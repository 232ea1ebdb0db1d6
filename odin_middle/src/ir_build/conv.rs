//! Conversions between types.

use odin_ir::{ConvKind, InstrKind, Value, ValueId};
use odin_types::{BinaryOp, ExactValue, TypeId};

use super::{Addr, IrBuilder, IrError};
use crate::ast::Expr;

impl<'a> IrBuilder<'a> {
    /// Converts `value` to `to`. The checker has already decided that the
    /// conversion is legal; this only picks the instructions.
    pub(super) fn emit_conv(&mut self, value: ValueId, to: TypeId) -> Result<ValueId, IrError> {
        let from = self.module.type_of(value);
        if from == to || self.types().are_types_identical(from, to) {
            return Ok(value);
        }

        match self.module.value(value) {
            Value::Nil(_) => return Ok(self.module.nil(to)),
            Value::Constant { value: constant, .. } => {
                if self.types().basic_kind(to).is_some() && !self.types().is_any(to) {
                    let constant = constant.clone();
                    return Ok(self.const_value(to, &constant));
                }
            },
            _ => {},
        }

        let types = self.types();
        let from = types.default_type(from);
        let (src, dst) = (types.core_type(from), types.core_type(to));
        if types.are_types_identical(src, dst) {
            return Ok(value);
        }

        let ctx = &self.module.ctx;
        let (src_size, dst_size) = (types.size_of(ctx, src), types.size_of(ctx, dst));
        let resize = |shrink, grow| match src_size.cmp(&dst_size) {
            std::cmp::Ordering::Greater => shrink,
            std::cmp::Ordering::Less => grow,
            std::cmp::Ordering::Equal => ConvKind::Bitcast,
        };

        let is_pointer_like = |ty| types.is_pointer(ty) || types.is_rawptr(ty) || types.is_proc(ty);
        let extend = if types.is_unsigned(src) {
            ConvKind::Zext
        } else {
            ConvKind::Sext
        };

        let kind = if types.is_integer(src) && types.is_integer(dst) {
            Some(resize(ConvKind::Trunc, extend))
        } else if types.is_boolean(src) && types.is_integer(dst) {
            Some(resize(ConvKind::Trunc, ConvKind::Zext))
        } else if types.is_float(src) && types.is_float(dst) {
            Some(resize(ConvKind::Fptrunc, ConvKind::Fpext))
        } else if types.is_float(src) && types.is_integer(dst) {
            Some(if types.is_unsigned(dst) {
                ConvKind::Fptoui
            } else {
                ConvKind::Fptosi
            })
        } else if types.is_integer(src) && types.is_float(dst) {
            Some(if types.is_unsigned(src) {
                ConvKind::Uitofp
            } else {
                ConvKind::Sitofp
            })
        } else if is_pointer_like(src) && is_pointer_like(dst) {
            Some(ConvKind::Bitcast)
        } else if is_pointer_like(src) && types.is_integer(dst) {
            Some(ConvKind::Ptrtoint)
        } else if types.is_integer(src) && is_pointer_like(dst) {
            Some(ConvKind::Inttoptr)
        } else {
            None
        };

        if let Some(kind) = kind {
            return Ok(self.emit_conv_kind(kind, value, from, to));
        }

        if self.types().is_integer(src) && self.types().is_boolean(dst) {
            let zero = self.module.constant(from, ExactValue::Integer(0));
            let cond = self.emit(
                InstrKind::BinaryOp {
                    op: BinaryOp::NotEq,
                    left: value,
                    right: zero,
                },
                TypeId::BOOL,
            );
            return self.emit_conv(cond, to);
        }

        if let Some(tag) = self.types().union_tag_of(dst, from) {
            return self.emit_union_wrap(value, tag, to);
        }

        if self.types().is_any(dst) {
            return self.emit_any_wrap(value, from, to);
        }

        let is_bytes = |b: &Self, ty| b.types().is_slice(ty) && b.types().elem(ty) == Some(TypeId::U8);
        if self.types().is_string(src) && is_bytes(self, dst) {
            let data = self.emit_struct_ev(value, 0)?;
            let len = self.emit_struct_ev(value, 1)?;
            let local = self.add_local(to, true);
            self.fill_slice(local, data, len, Some(len))?;
            return Ok(self.emit_load(local));
        }
        if is_bytes(self, src) && self.types().is_string(dst) {
            let data = self.emit_struct_ev(value, 0)?;
            let len = self.emit_struct_ev(value, 1)?;
            let local = self.add_local(to, true);
            self.fill_slice(local, data, len, None)?;
            return Ok(self.emit_load(local));
        }

        if self.types().is_vector(dst) && !self.types().is_vector(src) {
            return self.emit_splat(value, to);
        }

        Err(IrError::InvalidConversion(self.type_str(from), self.type_str(to)))
    }

    fn emit_conv_kind(&mut self, kind: ConvKind, value: ValueId, from: TypeId, to: TypeId) -> ValueId {
        self.emit(InstrKind::Conv { kind, value, from, to }, to)
    }

    pub(super) fn emit_bitcast(&mut self, value: ValueId, to: TypeId) -> ValueId {
        let from = self.module.type_of(value);
        self.emit_conv_kind(ConvKind::Bitcast, value, from, to)
    }

    /// Stores a variant into a fresh union, tag first.
    fn emit_union_wrap(&mut self, value: ValueId, tag: i64, union_ty: TypeId) -> Result<ValueId, IrError> {
        let local = self.add_local(union_ty, true);

        let tag_ptr = self.emit_union_tag_ptr(local);
        let tag = self.module.const_int(tag);
        self.emit_store(tag_ptr, tag);

        let variant_ty = self.module.type_of(value);
        let variant_ptr = self.types_mut().make_pointer(variant_ty);
        let data = self.emit_bitcast(local, variant_ptr);
        self.emit_store(data, value);

        Ok(self.emit_load(local))
    }

    /// An `any` is a pointer to the value's `Type_Info` and a pointer to a
    /// copy of the value.
    fn emit_any_wrap(&mut self, value: ValueId, from: TypeId, any: TypeId) -> Result<ValueId, IrError> {
        let value = self.emit_conv(value, from)?;
        let type_info = self.type_info_ptr(from)?;
        let copy = self.spill(value);
        let data = self.emit_bitcast(copy, TypeId::RAWPTR);

        let local = self.add_local(any, false);
        for (index, field) in [type_info, data].iter().copied().enumerate() {
            let ptr = self.emit_struct_ep(local, index)?;
            self.addr_store(Addr::Ptr(ptr), field)?;
        }
        Ok(self.emit_load(local))
    }

    /// Broadcasts a scalar to every lane of a vector.
    fn emit_splat(&mut self, value: ValueId, vector_ty: TypeId) -> Result<ValueId, IrError> {
        let elem = self.elem_type(vector_ty);
        let count = match self.types().get(self.types().base_type(vector_ty)) {
            odin_types::Type::Vector { count, .. } => *count,
            _ => 0,
        };

        let elem = self.emit_conv(value, elem)?;
        let vector = self.module.nil(vector_ty);
        let index = self.module.const_i32(0);
        let vector = self.emit(InstrKind::VectorInsertElement { vector, elem, index }, vector_ty);
        Ok(self.emit(
            InstrKind::VectorShuffle {
                vector,
                indices: vec![0; count as usize],
            },
            vector_ty,
        ))
    }

    /// Reinterprets the bits of a value. Aggregates go through memory.
    pub(super) fn emit_transmute(&mut self, value: ValueId, to: TypeId) -> Result<ValueId, IrError> {
        let from = self.module.type_of(value);
        if self.types().are_types_identical(from, to) {
            return Ok(value);
        }

        let is_scalar = |b: &Self, ty| b.types().basic_kind(ty).is_some() || b.types().is_pointer(ty);
        if is_scalar(self, from) && is_scalar(self, to) {
            return Ok(self.emit_bitcast(value, to));
        }

        let ptr = self.spill(value);
        let to_ptr = self.types_mut().make_pointer(to);
        let ptr = self.emit_bitcast(ptr, to_ptr);
        Ok(self.emit_load(ptr))
    }

    /// Steps back from an embedded field to the struct that contains it.
    pub(super) fn emit_down_cast(&mut self, expr: &Expr, value: ValueId, to: TypeId) -> Result<ValueId, IrError> {
        let selection = self
            .info
            .selections
            .get(&expr.id)
            .ok_or_else(|| IrError::InvalidExpr(expr.to_string()))?;

        let derived = self.types().deref(to);
        let offset = self
            .types()
            .offset_of_selection(&self.module.ctx, derived, &selection.index)
            .ok_or_else(|| IrError::InvalidConversion(self.type_str(self.module.type_of(value)), self.type_str(to)))?;

        let bytes = self.types_mut().make_pointer(TypeId::U8);
        let ptr = self.emit_bitcast(value, bytes);
        let offset = self.module.const_int(-offset);
        let ptr = self.emit_ptr_offset(ptr, offset);
        Ok(self.emit_bitcast(ptr, to))
    }

    /// `union_cast(T)u` yields `(T, bool)`: the variant and whether the
    /// union held it. On a mismatch the variant is zero.
    pub(super) fn emit_union_cast(&mut self, value: ValueId, tuple_ty: TypeId) -> Result<ValueId, IrError> {
        let union_ty = self.module.type_of(value);
        let variant_ty = self
            .types()
            .tuple(tuple_ty)
            .and_then(|fields| fields.first())
            .map(|f| f.ty)
            .unwrap_or(TypeId::INVALID);
        let tag = self
            .types()
            .union_tag_of(union_ty, variant_ty)
            .ok_or_else(|| IrError::InvalidConversion(self.type_str(union_ty), self.type_str(variant_ty)))?;

        let result = self.add_local(tuple_ty, true);
        let union_ptr = self.spill(value);

        let tag_ptr = self.emit_union_tag_ptr(union_ptr);
        let actual = self.emit_load(tag_ptr);
        let expected = self.module.const_int(tag);
        let matches = self.emit_comp(BinaryOp::CmpEq, actual, expected)?;

        let ok = self.add_block("union_cast.ok");
        let end = self.add_block("union_cast.end");
        self.emit_if(matches, ok, end);

        self.start_block(ok);
        let variant_ptr = self.types_mut().make_pointer(variant_ty);
        let data = self.emit_bitcast(union_ptr, variant_ptr);
        let data = self.emit_load(data);
        let field = self.emit_struct_ep(result, 0)?;
        self.emit_store(field, data);
        let field = self.emit_struct_ep(result, 1)?;
        let yes = self.module.const_bool(true);
        self.emit_store(field, yes);
        self.emit_jump(end);

        self.start_block(end);
        Ok(self.emit_load(result))
    }
}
○ ○ ○ ○
## ASSIGNED TASK
Your task is to quote the lines above, beginning with the first and ending with the one that holds "decided that the".

## TASK SOLUTION
repository 232ea1ebdb0db1d6
filename odin_middle/src/ir_build/conv.rs
//! Conversions between types.

use odin_ir::{ConvKind, InstrKind, Value, ValueId};
use odin_types::{BinaryOp, ExactValue, TypeId};

use super::{Addr, IrBuilder, IrError};
use crate::ast::Expr;

impl<'a> IrBuilder<'a> {
    /// Converts `value` to `to`. The checker has already decided that the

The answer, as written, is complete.